> [Stored items]
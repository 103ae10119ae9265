//! Word-timing extraction backends.
//!
//! Transcription and forced alignment happen outside this crate; these
//! backends only fetch their output and clean it up before matching.

use std::sync::Arc;
use std::time::Duration;

use serde::Deserialize;

use crate::config::ExtractorConfig;
use crate::error::SyncError;
use crate::pipeline::traits::WordTimingExtractor;
use crate::types::WordTiming;

pub mod command;
pub mod sidecar;

pub use command::CommandExtractor;
pub use sidecar::SidecarExtractor;

/// Extractor used when timing extraction is turned off.
pub struct DisabledExtractor;

impl WordTimingExtractor for DisabledExtractor {
    fn extract(
        &self,
        _audio_path: &std::path::Path,
        _transcript: &str,
    ) -> Result<Vec<WordTiming>, SyncError> {
        Ok(Vec::new())
    }
}

/// `timeout` bounds backends that run external work.
pub fn build_extractor(
    config: &ExtractorConfig,
    timeout: Duration,
) -> Arc<dyn WordTimingExtractor> {
    match config {
        ExtractorConfig::Sidecar => Arc::new(SidecarExtractor),
        ExtractorConfig::Command { program, args } => Arc::new(
            CommandExtractor::new(program.clone(), args.clone()).with_timeout(timeout),
        ),
        ExtractorConfig::Disabled => Arc::new(DisabledExtractor),
    }
}

#[derive(Deserialize)]
#[serde(untagged)]
enum WordTimingPayload {
    Bare(Vec<WordTiming>),
    Wrapped { words: Vec<WordTiming> },
}

/// Parse aligner output: either a bare array of `{word, start, end}` or `{"words": [...]}`.
pub fn parse_word_timings(json: &str) -> Result<Vec<WordTiming>, SyncError> {
    let payload: WordTimingPayload =
        serde_json::from_str(json).map_err(|e| SyncError::json("parse word timings", e))?;
    let words = match payload {
        WordTimingPayload::Bare(words) | WordTimingPayload::Wrapped { words } => words,
    };
    Ok(sanitize_word_timings(words))
}

/// Enforce the extractor contract: finite times, `end >= start`, non-decreasing starts.
pub fn sanitize_word_timings(words: Vec<WordTiming>) -> Vec<WordTiming> {
    let total = words.len();
    let mut clean: Vec<WordTiming> = words
        .into_iter()
        .filter(|w| w.start.is_finite() && w.end.is_finite() && !w.word.trim().is_empty())
        .map(|mut w| {
            if w.start < 0.0 {
                w.start = 0.0;
            }
            if w.end < w.start {
                w.end = w.start;
            }
            w
        })
        .collect();
    clean.sort_by(|a, b| a.start.total_cmp(&b.start));

    if clean.len() != total {
        tracing::warn!(
            dropped = total - clean.len(),
            kept = clean.len(),
            "extract: dropped malformed word timings"
        );
    }
    clean
}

> [Exercise prompt] Looking at the records above, work out how many lines hold "args" and write only that number.

> [Response box] 2